Во-первых, это красиво

СПЕКТАКЛЬ: «Розенканц и Гильденстерн»
РЕЖИССЕР: Дмитрий Волкострелов
ТЕАТР: ТЮЗ имени Брянцева
СПЕКТАКЛЬ: «В прошлом году в Мариенбаде »
РЕЖИССЕР: Дмитрий Волкострелов
ТЕАТР: Новая сцена Александринского театра

Лидер молодой российской режиссуры, создатель и руководитель независимого театра post выпустил две премьеры в государственных театрах: в начале февраля на Новой сцене ТЮЗа имени Брянцева, в мае — на Новой сцене Александринского театра. В обоих случаях Волкострелов предлагает зрителю физически ощутить ход времени и поиграть с культурными кодами: окунуться в реалии позднего СССР («Розенкранц и Гильденстерн») и заново открыть для себя европейский киноавангард 60-х («В прошлом году в Мариенбаде»).

1. Шахматная партия

«Розенкранц и Гильденстерн», спектакль — шахматная партия, играется в черно-белом камерном пространстве ТЮЗа, рассчитанном на 50 зрителей. За столом двое в слегка небрежных пиджаках: такие любили физики, лирики и шахматисты. На заднике то и дело появляются числа: 10 сентября 1984 года, 12 сентября 1984 года и все прочие даты, в которые происходил знаменитый матч на первенство мира по шахматам между Анатолием Карповым и Гарри Каспаровым. Когда-то этот матч стал синонимом борьбы двух миров: душного, но привычного застоя (его олицетворял Карпов, член КПСС, абсолютно лояльный и всячески обласканный правительством Брежнева) и надвигавшихся перемен (задыхавшаяся в брежневском застое интеллигенция в Каспарове с первого его появления безошибочно почуяла что-то диссидентское). Для тех, кто не в курсе: матч-рекордсмен по количеству партий длился с 9 сентября 1984 года по 15 февраля 1985 года в Москве и был прерван президентом ФИДЕ Флоренсио Кампоманесом, решившим закончить поединок без выявленного результата.
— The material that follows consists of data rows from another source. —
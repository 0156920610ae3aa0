//! Login Handler
//!
//! Exchanges an email and password for a signed token.
//!
//! # Flow
//!
//! 1. Both fields must be present and non-empty. The body may be
//!    `application/x-www-form-urlencoded` or `application/json`.
//! 2. Look up exactly one user by email.
//! 3. Reject unless the user exists **and** the password verifies.
//! 4. Sign `{username, email, iat: now}` and return `{"token": "..."}`.
//!
//! Unknown users and wrong passwords produce the same 401 so responses don't
//! reveal which emails are registered. No lockout or rate limiting happens
//! here; put that in front of the route if you need it.
//!
//! # Usage
//!
//! ```ignore
//! use axum::{routing::post, Router};
//! use tollgate::login::{login_handler, LoginHandler};
//!
//! let handler = Arc::new(LoginHandler::new(users, Arc::new(BcryptVerifier), codec));
//! let app = Router::new()
//!     .route("/authentication", post(login_handler))
//!     .with_state(handler);
//! ```

use std::convert::Infallible;
use std::fmt;
use std::sync::Arc;

use axum::{
    extract::{FromRequest, Request, State},
    http::header::CONTENT_TYPE,
    Form, Json,
};
use chrono::Utc;
use serde::{Deserialize, Serialize};

use crate::error::AuthError;
use crate::observability::SecurityEvent;
use crate::password::PasswordVerifier;
use crate::token::{Claims, TokenCodec};
use crate::user::{UserIdentity, UserLookup};

// ============================================================================
// Wire types
// ============================================================================

/// Login body: `email=...&password=...` or `{"email": ..., "password": ...}`
///
/// Missing fields deserialize as empty and are rejected as invalid
/// credentials rather than as a malformed request. As an extractor it never
/// fails: an unreadable body becomes an empty request, which the handler
/// denies with the usual 401.
#[derive(Clone, Default, Deserialize)]
pub struct LoginRequest {
    #[serde(default)]
    pub email: String,
    #[serde(default)]
    pub password: String,
}

impl LoginRequest {
    /// Create a login request
    pub fn new(email: impl Into<String>, password: impl Into<String>) -> Self {
        Self {
            email: email.into(),
            password: password.into(),
        }
    }
}

impl fmt::Debug for LoginRequest {
    fn fmt(&self, f: &mut fmt::Formatter<'_>) -> fmt::Result {
        f.debug_struct("LoginRequest")
            .field("email", &self.email)
            .field("password", &"[REDACTED]")
            .finish()
    }
}

impl<S> FromRequest<S> for LoginRequest
where
    S: Send + Sync,
{
    type Rejection = Infallible;

    async fn from_request(req: Request, state: &S) -> Result<Self, Self::Rejection> {
        let parsed = if is_json(&req) {
            Json::<LoginRequest>::from_request(req, state)
                .await
                .map(|Json(body)| body)
                .map_err(|e| e.body_text())
        } else {
            Form::<LoginRequest>::from_request(req, state)
                .await
                .map(|Form(body)| body)
                .map_err(|e| e.body_text())
        };

        Ok(parsed.unwrap_or_else(|reason| {
            tracing::debug!(reason = %reason, "Unreadable login body");
            LoginRequest::default()
        }))
    }
}

fn is_json(req: &Request) -> bool {
    req.headers()
        .get(CONTENT_TYPE)
        .and_then(|value| value.to_str().ok())
        .and_then(|value| value.split(';').next())
        .map(|mime| {
            let mime = mime.trim().to_ascii_lowercase();
            mime == "application/json" || mime.ends_with("+json")
        })
        .unwrap_or(false)
}

/// Successful login body: `{"token": "..."}`
#[derive(Debug, Clone, PartialEq, Eq, Serialize, Deserialize)]
pub struct TokenResponse {
    pub token: String,
}

/// A freshly signed token and the instant it was issued.
#[derive(Debug, Clone)]
pub struct IssuedToken {
    /// Signed token string
    pub token: String,
    /// `iat` claim, Unix seconds
    pub issued_at: i64,
}

// ============================================================================
// Login Handler
// ============================================================================

/// Verifies credentials and issues tokens.
#[derive(Clone)]
pub struct LoginHandler {
    users: Arc<dyn UserLookup>,
    verifier: Arc<dyn PasswordVerifier>,
    codec: Arc<dyn TokenCodec>,
}

impl LoginHandler {
    /// Create a handler over the given collaborators.
    pub fn new(
        users: Arc<dyn UserLookup>,
        verifier: Arc<dyn PasswordVerifier>,
        codec: Arc<dyn TokenCodec>,
    ) -> Self {
        Self {
            users,
            verifier,
            codec,
        }
    }

    /// Authenticate and issue a token stamped with the current time.
    pub async fn authenticate(&self, email: &str, password: &str) -> Result<IssuedToken, AuthError> {
        self.authenticate_at(email, password, Utc::now().timestamp()).await
    }

    /// Authenticate and issue a token stamped with `now` (Unix seconds).
    pub async fn authenticate_at(
        &self,
        email: &str,
        password: &str,
        now: i64,
    ) -> Result<IssuedToken, AuthError> {
        if email.trim().is_empty() || password.is_empty() {
            deny(email, "missing_field");
            return Err(AuthError::CredentialInvalid);
        }

        let user = match self.users.find_one_by_email(email).await? {
            Some(user) => user,
            None => {
                deny(email, "unknown_user");
                return Err(AuthError::CredentialInvalid);
            }
        };

        if !self.password_matches(password, &user).await {
            deny(email, "bad_password");
            return Err(AuthError::CredentialInvalid);
        }

        crate::security_event!(
            SecurityEvent::AuthenticationSuccess,
            user_id = %user.id,
            email = %user.email,
            "Login credentials verified"
        );

        let claims = Claims::new(user.username.as_str(), user.email.as_str(), now);
        let token = self.codec.encode(&claims).map_err(AuthError::Signing)?;

        crate::security_event!(
            SecurityEvent::TokenIssued,
            user_id = %user.id,
            issued_at = now,
            "Token issued"
        );

        Ok(IssuedToken {
            token,
            issued_at: now,
        })
    }

    /// A verifier error (corrupt stored hash) counts as a mismatch.
    async fn password_matches(&self, password: &str, user: &UserIdentity) -> bool {
        match self.verifier.verify(password, &user.password_hash).await {
            Ok(matched) => matched,
            Err(e) => {
                tracing::error!(user_id = %user.id, error = %e, "Password verification failed");
                false
            }
        }
    }
}

fn deny(email: &str, reason: &'static str) {
    crate::security_event!(
        SecurityEvent::AuthenticationFailure,
        email = %email,
        reason = reason,
        "Login rejected"
    );
}

/// `POST` handler: `email`, `password` (form or JSON) → `{"token": "..."}`.
pub async fn login_handler(
    State(handler): State<Arc<LoginHandler>>,
    request: LoginRequest,
) -> Result<Json<TokenResponse>, AuthError> {
    let issued = handler.authenticate(&request.email, &request.password).await?;
    Ok(Json(TokenResponse { token: issued.token }))
}
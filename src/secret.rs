//! Signing Secret Management
//!
//! The signing secret is the only key material in the scheme: every token is
//! an HMAC over its claims, so anyone holding the secret can mint identities
//! and rotating it invalidates every outstanding token at once.
//!
//! # Features
//!
//! - [`SigningSecret`] newtype that never prints its contents
//! - Environment-based strength policy (length, entropy, weak patterns)
//! - Character diversity requirements for production
//! - Secure secret generation
//!
//! # Example
//!
//! ```
//! use tollgate::secret::{SecretPolicy, SigningSecret};
//!
//! let policy = SecretPolicy::for_environment("production");
//! let secret = SigningSecret::generate_for(&policy);
//! assert!(secret.len() >= 64);
//! ```

use std::collections::HashMap;
use std::fmt;

use rand::Rng;
use thiserror::Error;

/// Error type for signing secret validation failures.
#[derive(Debug, Clone, PartialEq, Error)]
pub enum SecretError {
    /// Secret is too short for the required environment
    #[error("Secret length ({actual} chars) is below minimum ({minimum} chars) for {context}")]
    TooShort {
        actual: usize,
        minimum: usize,
        context: String,
    },
    /// Secret contains a weak/common pattern
    #[error("Secret contains weak pattern: '{pattern}'")]
    WeakPattern { pattern: String },
    /// Secret has insufficient entropy
    #[error("Secret entropy ({actual:.1} bits) is below minimum ({minimum:.1} bits) for {context}")]
    LowEntropy {
        actual: f64,
        minimum: f64,
        context: String,
    },
    /// Secret lacks required character diversity
    #[error("Secret must contain: {}", missing.join(", "))]
    InsufficientDiversity { missing: Vec<String> },
}

// ============================================================================
// Signing Secret
// ============================================================================

/// Symmetric key used to sign and verify tokens.
///
/// Immutable once constructed. Cloning is cheap enough for startup wiring;
/// at request time the secret lives inside the codec behind an `Arc`.
#[derive(Clone, PartialEq, Eq)]
pub struct SigningSecret(String);

impl SigningSecret {
    /// Wrap an existing secret without validating it.
    pub fn new(secret: impl Into<String>) -> Self {
        Self(secret.into())
    }

    /// Wrap a secret after checking it against `policy`.
    pub fn validated(secret: impl Into<String>, policy: &SecretPolicy) -> Result<Self, SecretError> {
        let secret = secret.into();
        policy.validate(&secret)?;
        Ok(Self(secret))
    }

    /// Generate a random secret of `length` characters.
    ///
    /// Characters are drawn from A-Z, a-z, 0-9 and punctuation using the
    /// thread-local CSPRNG.
    pub fn generate(length: usize) -> Self {
        const CHARSET: &[u8] =
            b"ABCDEFGHIJKLMNOPQRSTUVWXYZabcdefghijklmnopqrstuvwxyz0123456789!@#$%^&*()_+-=[]{}|;:,.<>?/~";

        let mut rng = rand::thread_rng();
        let secret = (0..length)
            .map(|_| CHARSET[rng.gen_range(0..CHARSET.len())] as char)
            .collect();
        Self(secret)
    }

    /// Generate a secret that passes `policy`.
    ///
    /// Retries a handful of times, then falls back to a longer secret.
    pub fn generate_for(policy: &SecretPolicy) -> Self {
        let length = policy.min_length.max(64);
        for _ in 0..10 {
            let secret = Self::generate(length);
            if policy.validate(secret.expose()).is_ok() {
                return secret;
            }
        }
        Self::generate(length + 32)
    }

    /// Raw secret material. Only the token codec should call this.
    pub fn expose(&self) -> &str {
        &self.0
    }

    /// Raw secret bytes, as used for HMAC keys.
    pub fn as_bytes(&self) -> &[u8] {
        self.0.as_bytes()
    }

    /// Secret length in characters.
    pub fn len(&self) -> usize {
        self.0.len()
    }

    /// Whether the secret is empty.
    pub fn is_empty(&self) -> bool {
        self.0.is_empty()
    }
}

impl fmt::Debug for SigningSecret {
    fn fmt(&self, f: &mut fmt::Formatter<'_>) -> fmt::Result {
        write!(f, "SigningSecret([REDACTED; {} chars])", self.0.len())
    }
}

// ============================================================================
// Secret Policy
// ============================================================================

/// Strength requirements for a signing secret.
#[derive(Debug, Clone)]
pub struct SecretPolicy {
    /// Minimum secret length in characters
    pub min_length: usize,
    /// Minimum Shannon entropy in bits
    pub min_entropy: f64,
    /// Whether to require character diversity (upper, lower, digit, special)
    pub require_diversity: bool,
    /// Whether to check for weak patterns
    pub check_weak_patterns: bool,
    /// Context string for error messages
    pub context: String,
}

impl Default for SecretPolicy {
    fn default() -> Self {
        Self::for_environment("development")
    }
}

impl SecretPolicy {
    /// Create a policy for a specific environment.
    ///
    /// # Environments
    ///
    /// - `production`: 64 char min, 128-bit entropy, diversity required
    /// - `staging`: 48 char min, 96-bit entropy, diversity required
    /// - `testing`: 32 char min, 64-bit entropy
    /// - `development` (default): 32 char min, 32-bit entropy
    pub fn for_environment(environment: &str) -> Self {
        let (min_length, min_entropy, require_diversity, context) =
            match environment.to_lowercase().as_str() {
                "production" | "prod" => (64, 128.0, true, "production environment"),
                "staging" | "stage" => (48, 96.0, true, "staging environment"),
                "testing" | "test" => (32, 64.0, false, "testing environment"),
                _ => (32, 32.0, false, "development environment"),
            };

        Self {
            min_length,
            min_entropy,
            require_diversity,
            check_weak_patterns: true,
            context: context.to_string(),
        }
    }

    /// Validate a secret against this policy.
    pub fn validate(&self, secret: &str) -> Result<(), SecretError> {
        if secret.len() < self.min_length {
            return Err(SecretError::TooShort {
                actual: secret.len(),
                minimum: self.min_length,
                context: self.context.clone(),
            });
        }

        if self.check_weak_patterns {
            if let Some(pattern) = find_weak_pattern(secret) {
                return Err(SecretError::WeakPattern {
                    pattern: pattern.to_string(),
                });
            }
        }

        let entropy = shannon_entropy(secret);
        if entropy < self.min_entropy {
            return Err(SecretError::LowEntropy {
                actual: entropy,
                minimum: self.min_entropy,
                context: self.context.clone(),
            });
        }

        if self.require_diversity {
            let missing = missing_character_classes(secret);
            if !missing.is_empty() {
                return Err(SecretError::InsufficientDiversity { missing });
            }
        }

        Ok(())
    }
}

fn find_weak_pattern(secret: &str) -> Option<&'static str> {
    const WEAK_PATTERNS: &[&str] = &[
        "secret", "password", "admin", "123456", "qwerty", "default",
        "example", "changeme", "letmein", "welcome", "jwt", "token",
    ];

    let lower = secret.to_lowercase();
    WEAK_PATTERNS.iter().copied().find(|p| lower.contains(p))
}

fn missing_character_classes(secret: &str) -> Vec<String> {
    let mut missing = Vec::new();

    if !secret.chars().any(|c| c.is_uppercase()) {
        missing.push("uppercase letters".to_string());
    }
    if !secret.chars().any(|c| c.is_lowercase()) {
        missing.push("lowercase letters".to_string());
    }
    if !secret.chars().any(|c| c.is_ascii_digit()) {
        missing.push("digits".to_string());
    }
    if !secret.chars().any(|c| !c.is_alphanumeric() && !c.is_whitespace()) {
        missing.push("special characters".to_string());
    }

    missing
}

/// Total Shannon entropy of a string in bits (per-char entropy times length).
pub fn shannon_entropy(s: &str) -> f64 {
    if s.is_empty() {
        return 0.0;
    }

    let mut counts: HashMap<char, usize> = HashMap::new();
    for c in s.chars() {
        *counts.entry(c).or_insert(0) += 1;
    }

    let total = s.chars().count() as f64;
    let per_char: f64 = counts
        .values()
        .map(|&n| {
            let p = n as f64 / total;
            -p * p.log2()
        })
        .sum();

    per_char * total
}
//! Parsing utilities for human-readable configuration values

use std::time::Duration;

/// Parse a token time-to-live (e.g., "3600", "90s", "30m", "1h", "7d")
///
/// Returns `None` for empty input, unknown units, overflow, or a zero TTL.
/// Token expiry is computed in whole seconds, so sub-second units are rejected.
///
/// # Supported formats
/// - `"7d"` - days
/// - `"1h"` - hours
/// - `"30m"` - minutes
/// - `"90s"` or `"90"` - seconds
pub fn parse_ttl(s: &str) -> Option<Duration> {
    let s = s.trim().to_lowercase();
    if s.is_empty() || s.ends_with("ms") {
        return None;
    }

    let (num_str, multiplier) = if let Some(n) = s.strip_suffix('d') {
        (n, 24 * 60 * 60)
    } else if let Some(n) = s.strip_suffix('h') {
        (n, 60 * 60)
    } else if let Some(n) = s.strip_suffix('m') {
        (n, 60)
    } else if let Some(n) = s.strip_suffix('s') {
        (n, 1)
    } else {
        (s.as_str(), 1)
    };

    let secs = num_str.trim().parse::<u64>().ok()?.checked_mul(multiplier)?;
    if secs == 0 {
        return None;
    }
    Some(Duration::from_secs(secs))
}

#[cfg(test)]
mod tests {
    use super::*;

    #[test]
    fn test_parse_ttl_units() {
        assert_eq!(parse_ttl("3600"), Some(Duration::from_secs(3600)));
        assert_eq!(parse_ttl("90s"), Some(Duration::from_secs(90)));
        assert_eq!(parse_ttl("30m"), Some(Duration::from_secs(1800)));
        assert_eq!(parse_ttl("1h"), Some(Duration::from_secs(3600)));
        assert_eq!(parse_ttl("7d"), Some(Duration::from_secs(7 * 86400)));
        assert_eq!(parse_ttl("  2H  "), Some(Duration::from_secs(7200)));
    }

    #[test]
    fn test_parse_ttl_rejects_garbage() {
        assert_eq!(parse_ttl(""), None);
        assert_eq!(parse_ttl("abc"), None);
        assert_eq!(parse_ttl("10ms"), None);
        assert_eq!(parse_ttl("-5"), None);
        assert_eq!(parse_ttl("0"), None);
        assert_eq!(parse_ttl("0h"), None);
    }

    #[test]
    fn test_parse_ttl_overflow() {
        assert_eq!(parse_ttl(&format!("{}d", u64::MAX)), None);
    }
}
//! Token Codec
//!
//! Tokens are HS256 JWTs carrying a minimal claim set:
//!
//! ```text
//! { "username": "a@x.com", "email": "a@x.com", "iat": 1718000000 }
//! ```
//!
//! There is no `exp` claim. A token's lifetime is decided by the
//! verifier as `iat + ttl`, so shortening the configured TTL takes effect for
//! tokens that are already out in the wild.
//!
//! The codec sits behind the [`TokenCodec`] trait so issuers sharing the
//! secret (or tests) can plug in their own implementation.

use jsonwebtoken::{decode, encode, Algorithm, DecodingKey, EncodingKey, Header, Validation};
use serde::{Deserialize, Serialize};
use thiserror::Error;

use crate::secret::SigningSecret;

/// Token encode/decode errors
#[derive(Debug, Clone, PartialEq, Eq, Error)]
pub enum TokenError {
    /// Claims could not be serialized or signed
    #[error("token encoding failed: {0}")]
    Encode(String),

    /// Signature mismatch, malformed structure, or unparsable payload
    #[error("token decoding failed: {0}")]
    Decode(String),
}

/// Claim set carried by every token.
#[derive(Debug, Clone, PartialEq, Eq, Serialize, Deserialize)]
pub struct Claims {
    /// Username of the authenticated user
    #[serde(default)]
    pub username: String,

    /// Email used to resolve the user on later requests
    #[serde(default)]
    pub email: String,

    /// Issued-at, Unix seconds
    pub iat: i64,
}

impl Claims {
    /// Create a claim set issued at `iat`.
    pub fn new(username: impl Into<String>, email: impl Into<String>, iat: i64) -> Self {
        Self {
            username: username.into(),
            email: email.into(),
            iat,
        }
    }

    /// The identity used for user lookup.
    ///
    /// Prefers `email`; tokens from issuers that only set `username` fall
    /// back to it. `None` when both are empty.
    pub fn lookup_email(&self) -> Option<&str> {
        [self.email.as_str(), self.username.as_str()]
            .into_iter()
            .map(str::trim)
            .find(|s| !s.is_empty())
    }

    /// Whether the claim set is past its lifetime at `now`.
    ///
    /// Valid while `now <= iat + ttl_secs`.
    pub fn is_expired_at(&self, now: i64, ttl_secs: i64) -> bool {
        now > self.iat.saturating_add(ttl_secs)
    }
}

/// Signs and verifies claim sets.
pub trait TokenCodec: Send + Sync {
    /// Sign `claims` into an opaque token string.
    fn encode(&self, claims: &Claims) -> Result<String, TokenError>;

    /// Verify the signature of `token` and return its claims.
    fn decode(&self, token: &str) -> Result<Claims, TokenError>;
}

/// HS256 JWT codec keyed by the shared signing secret.
pub struct JwtCodec {
    header: Header,
    encoding_key: EncodingKey,
    decoding_key: DecodingKey,
    validation: Validation,
}

impl JwtCodec {
    /// Create a codec from the shared secret.
    pub fn new(secret: &SigningSecret) -> Self {
        let mut validation = Validation::new(Algorithm::HS256);
        // Lifetime is iat + ttl, enforced by the authenticator
        validation.validate_exp = false;
        validation.required_spec_claims.clear();

        Self {
            header: Header::new(Algorithm::HS256),
            encoding_key: EncodingKey::from_secret(secret.as_bytes()),
            decoding_key: DecodingKey::from_secret(secret.as_bytes()),
            validation,
        }
    }
}

impl std::fmt::Debug for JwtCodec {
    fn fmt(&self, f: &mut std::fmt::Formatter<'_>) -> std::fmt::Result {
        f.debug_struct("JwtCodec")
            .field("algorithm", &self.header.alg)
            .finish_non_exhaustive()
    }
}

impl TokenCodec for JwtCodec {
    fn encode(&self, claims: &Claims) -> Result<String, TokenError> {
        encode(&self.header, claims, &self.encoding_key).map_err(|e| TokenError::Encode(e.to_string()))
    }

    fn decode(&self, token: &str) -> Result<Claims, TokenError> {
        decode::<Claims>(token, &self.decoding_key, &self.validation)
            .map(|data| data.claims)
            .map_err(|e| TokenError::Decode(e.to_string()))
    }
}
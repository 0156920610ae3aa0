//! Observability Infrastructure
//!
//! Logging setup and the security event vocabulary used by the login handler
//! and the request authenticator. Application code uses standard `tracing`
//! macros and doesn't know which format is configured.
//!
//! # Usage
//!
//! ```ignore
//! use tollgate::observability::{ObservabilityConfig, init};
//!
//! init(ObservabilityConfig::from_env())?;
//! ```

mod config;
mod events;
mod providers;

pub use config::{LogFormat, ObservabilityConfig, ObservabilityConfigBuilder};
pub use events::{security_event, SecurityEvent, Severity};

use tracing::info;

/// Initialize logging.
///
/// Call once at startup, before any logging occurs.
///
/// # Errors
///
/// Returns an error if the log filter is invalid or a global subscriber is
/// already installed.
pub fn init(config: ObservabilityConfig) -> Result<(), ObservabilityError> {
    providers::init_tracing(&config)?;

    info!(
        log_format = ?config.log_format,
        log_filter = %config.log_filter,
        "Observability initialized"
    );

    Ok(())
}

/// Observability initialization errors
#[derive(Debug, thiserror::Error)]
pub enum ObservabilityError {
    /// Invalid configuration
    #[error("Observability config error: {0}")]
    Config(String),
    /// Subscriber installation failed
    #[error("Provider error: {0}")]
    Provider(String),
}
Сначала все шло по ожидаемому сценарию: молодой Каспаров стремительно проигрывал действующему чемпиону мира Карпову, но после счета 5:0 что-то пошло не так. Каспаров одержал сначала одну победу, после — серия ничьих, затем — снова победа. Число партий было не ограничено, зрители следили уже не столько за счетом, сколько за противостоянием двух мировоззрений.

Сегодня уже мало кто помнит, что и кто олицетворял на этом матче. Вероятно, кому-то предложенная Волкостреловым рифма покажется неочевидной. Режиссер, выступивший в этой постановке и драматургом, и художником, и даже художником по свету (в программке — только он, помощники режиссера и актеры), называет спектакль именами второстепенных персонажей шекспировского «Гамлета», ставших главными героями абсурдистской пьесы Стоппарда «Розенкранц и Гильденстерн мертвы». У Стоппарда действие начинается с того, что Розенкранц и Гильденстерн играют в орлянку и не могут понять, почему 85 раз подряд выпадает орел, что противоречит и теории вероятности, и закону средних чисел. 40 ничьих (именно столько было в том матче Карпова и Каспарова) — явление, которое так или иначе можно объяснить. Правда, игрались эти ничьи внутри советской действительности, которая все стремительнее превращалась в абсурдистскую орлянку.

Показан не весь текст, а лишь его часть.